No one is going to argue that it is not good for a child to grow up in a tense and unhappy home. But before you get divorced, ask yourself if it’s possible to change your marriage (and not the status of it) so that your child can grow up in a happy home that includes both parents. Sometimes this is not possible. I grant it. There are some marriages that simply cannot be saved, but I have seen countless seemingly dead marriages reversed because both parties committed to making it happen and finally found the right tools to succeed.

Separate children from your marriage:This is going to sound a little strange when I say it, but often while children are the glue that holds parents together, they are also often the biggest stress in a marriage. Stay with me while I explain. What I mean by that is that often children will turn two people who were deeply in love and focused on each other into two people who start to focus more on their children once they are born. Now you are less lovers and more mom and dad.

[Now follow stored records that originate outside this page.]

// src/services/parser.rs

//! Record parser service.
//!
//! Turns one listing page into a fresh snapshot: extracts the detail
//! links, fetches each detail page with bounded concurrency, and
//! assembles the successfully parsed records keyed by stable id. A
//! single bad detail page is counted and logged, never fatal.

use std::sync::Arc;
use std::time::Duration;

use futures::stream::{self, StreamExt};
use log::warn;
use scraper::{Html, Selector};
use url::Url;

use crate::config::WatchConfig;
use crate::error::{AppError, Result};
use crate::models::{DetailSelectors, ListingSelectors, Record, Snapshot};
use crate::services::PageFetcher;
use crate::utils::{extract_record_id, resolve_url};

/// Aggregate result of building one snapshot.
#[derive(Debug, Default)]
pub struct ParseOutcome {
    pub snapshot: Snapshot,
    /// Number of detail pages attempted
    pub attempted: usize,
    /// Number of detail pages that failed to fetch or parse
    pub failures: usize,
}

/// Service for parsing listing and detail pages into records.
pub struct RecordParser {
    fetcher: Arc<dyn PageFetcher>,
    base_url: Url,
    link_sel: Selector,
    link_attr: String,
    id_sel: Selector,
    name_sel: Selector,
    breed_sel: Selector,
    age_sel: Selector,
    gender_sel: Selector,
    location_sel: Selector,
    image_sel: Selector,
    image_attr: String,
    max_concurrent: usize,
    request_delay: Duration,
}

impl RecordParser {
    /// Create a parser, compiling all selectors up front.
    ///
    /// An invalid selector is a startup error, not a per-cycle one.
    pub fn new(
        fetcher: Arc<dyn PageFetcher>,
        listing: &ListingSelectors,
        detail: &DetailSelectors,
        config: &WatchConfig,
    ) -> Result<Self> {
        Ok(Self {
            fetcher,
            base_url: Url::parse(&config.site.base_url)?,
            link_sel: Self::parse_selector(&listing.link_selector)?,
            link_attr: listing.link_attr.clone(),
            id_sel: Self::parse_selector(&detail.id_selector)?,
            name_sel: Self::parse_selector(&detail.name_selector)?,
            breed_sel: Self::parse_selector(&detail.breed_selector)?,
            age_sel: Self::parse_selector(&detail.age_selector)?,
            gender_sel: Self::parse_selector(&detail.gender_selector)?,
            location_sel: Self::parse_selector(&detail.location_selector)?,
            image_sel: Self::parse_selector(&detail.image_selector)?,
            image_attr: detail.image_attr.clone(),
            max_concurrent: config.http.max_concurrent.max(1),
            request_delay: Duration::from_millis(config.http.request_delay_ms),
        })
    }

    /// Extract the ordered, deduplicated detail links from listing HTML,
    /// resolved to absolute URLs.
    pub fn extract_links(&self, listing_html: &str) -> Vec<String> {
        let document = Html::parse_document(listing_html);
        let mut seen = std::collections::HashSet::new();
        let mut links = Vec::new();

        for element in document.select(&self.link_sel) {
            if let Some(href) = element.value().attr(&self.link_attr) {
                let link = resolve_url(&self.base_url, href);
                if seen.insert(link.clone()) {
                    links.push(link);
                }
            }
        }
        links
    }

    /// Build a snapshot from listing HTML.
    ///
    /// Detail pages are fetched with bounded concurrency; the snapshot
    /// is assembled only after every fetch has completed or failed.
    pub async fn build_snapshot(&self, listing_html: &str) -> ParseOutcome {
        let links = self.extract_links(listing_html);

        let mut outcome = ParseOutcome {
            attempted: links.len(),
            ..ParseOutcome::default()
        };

        let mut detail_stream = stream::iter(links)
            .map(|link| async move {
                let result = self.fetch_record(&link).await;
                (link, result)
            })
            .buffer_unordered(self.max_concurrent);

        while let Some((link, result)) = detail_stream.next().await {
            match result {
                Ok(record) => outcome.snapshot.insert(record),
                Err(error) => {
                    outcome.failures += 1;
                    warn!("Failed to parse detail page {link}: {error}");
                }
            }

            if self.request_delay.as_millis() > 0 {
                tokio::time::sleep(self.request_delay).await;
            }
        }

        outcome
    }

    /// Fetch one detail page and parse it into a record.
    async fn fetch_record(&self, link: &str) -> Result<Record> {
        let html = self.fetcher.fetch_text(link).await?;
        self.parse_detail(&html, link)
    }

    /// Parse one detail page's HTML into a record.
    ///
    /// Any missing required field fails this record only.
    pub fn parse_detail(&self, html: &str, link: &str) -> Result<Record> {
        let document = Html::parse_document(html);

        let id_label = self.required_text(&document, &self.id_sel, link, "id")?;
        let id = extract_record_id(&id_label)
            .ok_or_else(|| AppError::parse(link, "empty id label"))?;

        let name = self.required_text(&document, &self.name_sel, link, "name")?;
        let breed = self.required_text(&document, &self.breed_sel, link, "breed")?;
        let age = self.required_text(&document, &self.age_sel, link, "age")?;
        let location = self.required_text(&document, &self.location_sel, link, "location")?;

        // Gender is display-only and not always present
        let gender = Self::select_text(&document, &self.gender_sel).unwrap_or_default();

        let image_href = document
            .select(&self.image_sel)
            .next()
            .and_then(|el| el.value().attr(&self.image_attr))
            .ok_or_else(|| AppError::parse(link, "missing required field: image"))?;
        let image_url = resolve_url(&self.base_url, image_href);

        Ok(Record {
            id,
            name,
            breed,
            age,
            gender,
            location,
            link: link.to_string(),
            image_url,
        })
    }

    fn required_text(
        &self,
        document: &Html,
        selector: &Selector,
        link: &str,
        field: &str,
    ) -> Result<String> {
        Self::select_text(document, selector)
            .ok_or_else(|| AppError::parse(link, format!("missing required field: {field}")))
    }

    /// Collect an element's text with whitespace normalized, None if the
    /// element is absent or its text is empty.
    fn select_text(document: &Html, selector: &Selector) -> Option<String> {
        let element = document.select(selector).next()?;
        let text: String = element.text().collect::<Vec<_>>().join(" ");
        let normalized = text.split_whitespace().collect::<Vec<_>>().join(" ");
        if normalized.is_empty() {
            None
        } else {
            Some(normalized)
        }
    }

    fn parse_selector(s: &str) -> Result<Selector> {
        Selector::parse(s).map_err(|e| AppError::selector(s, format!("{e:?}")))
    }
}

#[cfg(test)]
mod tests {
    use super::*;
    use crate::config::WatchConfig;
    use crate::services::testing::{detail_html, listing_html, MockFetcher};

    fn test_config() -> WatchConfig {
        let mut config = WatchConfig::new("alerts@example.com", vec!["me@example.com".into()]);
        config.site.listing_url = "https://example.com/adoption".to_string();
        config.site.base_url = "https://example.com".to_string();
        config
    }

    fn test_parser(fetcher: Arc<MockFetcher>) -> RecordParser {
        RecordParser::new(
            fetcher,
            &ListingSelectors::default(),
            &DetailSelectors::default(),
            &test_config(),
        )
        .expect("selectors compile")
    }

    #[test]
    fn extract_links_resolves_and_dedupes() {
        let parser = test_parser(Arc::new(MockFetcher::new()));
        let html = listing_html(&["/animals/1", "/animals/2", "/animals/1"]);

        let links = parser.extract_links(&html);
        assert_eq!(
            links,
            vec![
                "https://example.com/animals/1".to_string(),
                "https://example.com/animals/2".to_string(),
            ]
        );
    }

    #[test]
    fn parse_detail_extracts_all_fields() {
        let parser = test_parser(Arc::new(MockFetcher::new()));
        let html = detail_html("56646767", "Rex");

        let record = parser
            .parse_detail(&html, "https://example.com/animals/1")
            .unwrap();
        assert_eq!(record.id, "56646767");
        assert_eq!(record.name, "Rex");
        assert_eq!(record.breed, "Terrier Mix");
        assert_eq!(record.age, "2 years");
        assert_eq!(record.gender, "Male");
        assert_eq!(record.location, "Golden Valley");
        assert_eq!(record.link, "https://example.com/animals/1");
        assert_eq!(record.image_url, "https://example.com/photos/56646767.jpg");
    }

    #[test]
    fn parse_detail_missing_name_fails() {
        let parser = test_parser(Arc::new(MockFetcher::new()));
        let html = detail_html("1", "Rex").replace("animal-title", "other-title");

        let error = parser
            .parse_detail(&html, "https://example.com/animals/1")
            .unwrap_err();
        assert!(error.to_string().contains("name"));
    }

    #[test]
    fn parse_detail_missing_gender_is_empty() {
        let parser = test_parser(Arc::new(MockFetcher::new()));
        let html = detail_html("1", "Rex").replace("animal--sex", "animal--hidden");

        let record = parser
            .parse_detail(&html, "https://example.com/animals/1")
            .unwrap();
        assert_eq!(record.gender, "");
    }

    #[tokio::test]
    async fn build_snapshot_isolates_detail_failures() {
        let fetcher = Arc::new(MockFetcher::new());
        fetcher.set_page("https://example.com/animals/1", detail_html("1", "Rex"));
        fetcher.fail_url("https://example.com/animals/2");
        fetcher.set_page("https://example.com/animals/3", detail_html("3", "Luna"));
        let parser = test_parser(Arc::clone(&fetcher));

        let listing = listing_html(&["/animals/1", "/animals/2", "/animals/3"]);
        let outcome = parser.build_snapshot(&listing).await;

        assert_eq!(outcome.attempted, 3);
        assert_eq!(outcome.failures, 1);
        assert_eq!(outcome.snapshot.len(), 2);
        assert!(outcome.snapshot.contains_id("1"));
        assert!(outcome.snapshot.contains_id("3"));
    }

    #[tokio::test]
    async fn build_snapshot_missing_field_counts_as_failure() {
        let fetcher = Arc::new(MockFetcher::new());
        fetcher.set_page(
            "https://example.com/animals/1",
            detail_html("1", "Rex").replace("animal--breed", "animal--hidden"),
        );
        let parser = test_parser(Arc::clone(&fetcher));

        let outcome = parser.build_snapshot(&listing_html(&["/animals/1"])).await;
        assert_eq!(outcome.failures, 1);
        assert!(outcome.snapshot.is_empty());
    }

    #[test]
    fn invalid_selector_is_startup_error() {
        let mut listing = ListingSelectors::default();
        listing.link_selector = "[[invalid".to_string();
        let result = RecordParser::new(
            Arc::new(MockFetcher::new()),
            &listing,
            &DetailSelectors::default(),
            &test_config(),
        );
        assert!(result.is_err());
    }
}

I honestly think that “stopping loving each other” or “not loving each other anymore” is more the result or carelessness, not taking the time and changing priorities, rather than changing the feelings or the fact that the chemistry is no more. Often the chemistry is still there, but you have buried it under a sea of ​​obligations. Often, if you put everything else on the back burner for a while and focus only on the marriage and giving your spouse the time, attention, and appreciation that you had when you were dating, you’ll find that the two people you fell in love with are still there somewhere.

And honestly, the best gift you can give your children is two parents who love each other, and them, very much. But sometimes, you have to spend time away from children to give them this. They’d rather you be a little selfish and have regular date nights than grow up in two separate homes.